What to do:
Set down every record below exactly as written.

Material provided:
▼

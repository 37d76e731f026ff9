//! Texture metrics
//!
//! The core never touches pixels. It only needs each texture's size to lay out
//! sprites and size physics bodies; loading the images is someone else's job.

use std::collections::HashMap;

use glam::Vec2;
use serde::{Deserialize, Serialize};

use crate::error::SceneError;

/// Every texture a scene needs
#[derive(Debug, Clone, Copy, PartialEq, Eq, Hash, Serialize, Deserialize)]
pub enum TextureId {
    Bird1,
    Bird2,
    Ground,
    Skyline,
    Pipe1,
    Pipe2,
}

impl TextureId {
    pub const ALL: [TextureId; 6] = [
        TextureId::Bird1,
        TextureId::Bird2,
        TextureId::Ground,
        TextureId::Skyline,
        TextureId::Pipe1,
        TextureId::Pipe2,
    ];

    pub fn name(&self) -> &'static str {
        match self {
            TextureId::Bird1 => "Bird1",
            TextureId::Bird2 => "Bird2",
            TextureId::Ground => "Ground",
            TextureId::Skyline => "Skyline",
            TextureId::Pipe1 => "Pipe1",
            TextureId::Pipe2 => "Pipe2",
        }
    }
}

/// Anything that can report the unscaled size of a texture
pub trait TextureSource {
    fn texture_size(&self, id: TextureId) -> Option<Vec2>;

    /// Size of a texture that must exist and be drawable
    fn require(&self, id: TextureId) -> Result<Vec2, SceneError> {
        let size = self
            .texture_size(id)
            .ok_or(SceneError::MissingTexture(id))?;
        if !(size.x.is_finite() && size.y.is_finite() && size.x > 0.0 && size.y > 0.0) {
            return Err(SceneError::InvalidTexture {
                id,
                width: size.x,
                height: size.y,
            });
        }
        Ok(size)
    }
}

/// Texture sizes keyed by texture name, loadable from JSON
#[derive(Debug, Clone, Default, Serialize, Deserialize)]
pub struct AssetManifest {
    pub textures: HashMap<String, [f32; 2]>,
}

impl AssetManifest {
    pub fn new() -> Self {
        Self::default()
    }

    pub fn with(mut self, id: TextureId, width: f32, height: f32) -> Self {
        self.textures.insert(id.name().to_string(), [width, height]);
        self
    }

    pub fn from_json(json: &str) -> Result<Self, serde_json::Error> {
        serde_json::from_str(json)
    }

    /// Sizes of the stock pixel-art sprite sheet
    pub fn stock() -> Self {
        Self::new()
            .with(TextureId::Bird1, 17.0, 12.0)
            .with(TextureId::Bird2, 17.0, 12.0)
            .with(TextureId::Ground, 168.0, 56.0)
            .with(TextureId::Skyline, 144.0, 43.0)
            .with(TextureId::Pipe1, 26.0, 160.0)
            .with(TextureId::Pipe2, 26.0, 160.0)
    }
}

impl TextureSource for AssetManifest {
    fn texture_size(&self, id: TextureId) -> Option<Vec2> {
        self.textures.get(id.name()).map(|&[w, h]| Vec2::new(w, h))
    }
}

#[cfg(test)]
mod tests {
    use super::*;

    #[test]
    fn test_stock_manifest_has_everything() {
        let manifest = AssetManifest::stock();
        for id in TextureId::ALL {
            assert!(manifest.require(id).is_ok(), "{:?} missing", id);
        }
    }

    #[test]
    fn test_require_missing() {
        let manifest = AssetManifest::new().with(TextureId::Bird1, 17.0, 12.0);
        assert!(matches!(
            manifest.require(TextureId::Pipe1),
            Err(SceneError::MissingTexture(TextureId::Pipe1))
        ));
    }

    #[test]
    fn test_require_rejects_degenerate_size() {
        let manifest = AssetManifest::new().with(TextureId::Ground, 0.0, 56.0);
        assert!(matches!(
            manifest.require(TextureId::Ground),
            Err(SceneError::InvalidTexture { .. })
        ));
    }

    #[test]
    fn test_manifest_from_json() {
        let manifest =
            AssetManifest::from_json(r#"{ "textures": { "Pipe1": [26.0, 160.0] } }"#).unwrap();
        assert_eq!(
            manifest.texture_size(TextureId::Pipe1),
            Some(Vec2::new(26.0, 160.0))
        );
        assert_eq!(manifest.texture_size(TextureId::Pipe2), None);
    }
}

▲

Task answer:
repository 37d76e731f026ff9
//! Texture metrics
//!
//! The core never touches pixels. It only needs each texture's size to lay out
//! sprites and size physics bodies; loading the images is someone else's job.

use std::collections::HashMap;

use glam::Vec2;
use serde::{Deserialize, Serialize};

use crate::error::SceneError;

/// Every texture a scene needs
#[derive(Debug, Clone, Copy, PartialEq, Eq, Hash, Serialize, Deserialize)]
pub enum TextureId {
    Bird1,
    Bird2,
    Ground,
    Skyline,
    Pipe1,
    Pipe2,
}

impl TextureId {
    pub const ALL: [TextureId; 6] = [
        TextureId::Bird1,
        TextureId::Bird2,
        TextureId::Ground,
        TextureId::Skyline,
        TextureId::Pipe1,
        TextureId::Pipe2,
    ];

    pub fn name(&self) -> &'static str {
        match self {
            TextureId::Bird1 => "Bird1",
            TextureId::Bird2 => "Bird2",
            TextureId::Ground => "Ground",
            TextureId::Skyline => "Skyline",
            TextureId::Pipe1 => "Pipe1",
            TextureId::Pipe2 => "Pipe2",
        }
    }
}

/// Anything that can report the unscaled size of a texture
pub trait TextureSource {
    fn texture_size(&self, id: TextureId) -> Option<Vec2>;

    /// Size of a texture that must exist and be drawable
    fn require(&self, id: TextureId) -> Result<Vec2, SceneError> {
        let size = self
            .texture_size(id)
            .ok_or(SceneError::MissingTexture(id))?;
        if !(size.x.is_finite() && size.y.is_finite() && size.x > 0.0 && size.y > 0.0) {
            return Err(SceneError::InvalidTexture {
                id,
                width: size.x,
                height: size.y,
            });
        }
        Ok(size)
    }
}

/// Texture sizes keyed by texture name, loadable from JSON
#[derive(Debug, Clone, Default, Serialize, Deserialize)]
pub struct AssetManifest {
    pub textures: HashMap<String, [f32; 2]>,
}

impl AssetManifest {
    pub fn new() -> Self {
        Self::default()
    }

    pub fn with(mut self, id: TextureId, width: f32, height: f32) -> Self {
        self.textures.insert(id.name().to_string(), [width, height]);
        self
    }

    pub fn from_json(json: &str) -> Result<Self, serde_json::Error> {
        serde_json::from_str(json)
    }

    /// Sizes of the stock pixel-art sprite sheet
    pub fn stock() -> Self {
        Self::new()
            .with(TextureId::Bird1, 17.0, 12.0)
            .with(TextureId::Bird2, 17.0, 12.0)
            .with(TextureId::Ground, 168.0, 56.0)
            .with(TextureId::Skyline, 144.0, 43.0)
            .with(TextureId::Pipe1, 26.0, 160.0)
            .with(TextureId::Pipe2, 26.0, 160.0)
    }
}

impl TextureSource for AssetManifest {
    fn texture_size(&self, id: TextureId) -> Option<Vec2> {
        self.textures.get(id.name()).map(|&[w, h]| Vec2::new(w, h))
    }
}

#[cfg(test)]
mod tests {
    use super::*;

    #[test]
    fn test_stock_manifest_has_everything() {
        let manifest = AssetManifest::stock();
        for id in TextureId::ALL {
            assert!(manifest.require(id).is_ok(), "{:?} missing", id);
        }
    }

    #[test]
    fn test_require_missing() {
        let manifest = AssetManifest::new().with(TextureId::Bird1, 17.0, 12.0);
        assert!(matches!(
            manifest.require(TextureId::Pipe1),
            Err(SceneError::MissingTexture(TextureId::Pipe1))
        ));
    }

    #[test]
    fn test_require_rejects_degenerate_size() {
        let manifest = AssetManifest::new().with(TextureId::Ground, 0.0, 56.0);
        assert!(matches!(
            manifest.require(TextureId::Ground),
            Err(SceneError::InvalidTexture { .. })
        ));
    }

    #[test]
    fn test_manifest_from_json() {
        let manifest =
            AssetManifest::from_json(r#"{ "textures": { "Pipe1": [26.0, 160.0] } }"#).unwrap();
        assert_eq!(
            manifest.texture_size(TextureId::Pipe1),
            Some(Vec2::new(26.0, 160.0))
        );
        assert_eq!(manifest.texture_size(TextureId::Pipe2), None);
    }
}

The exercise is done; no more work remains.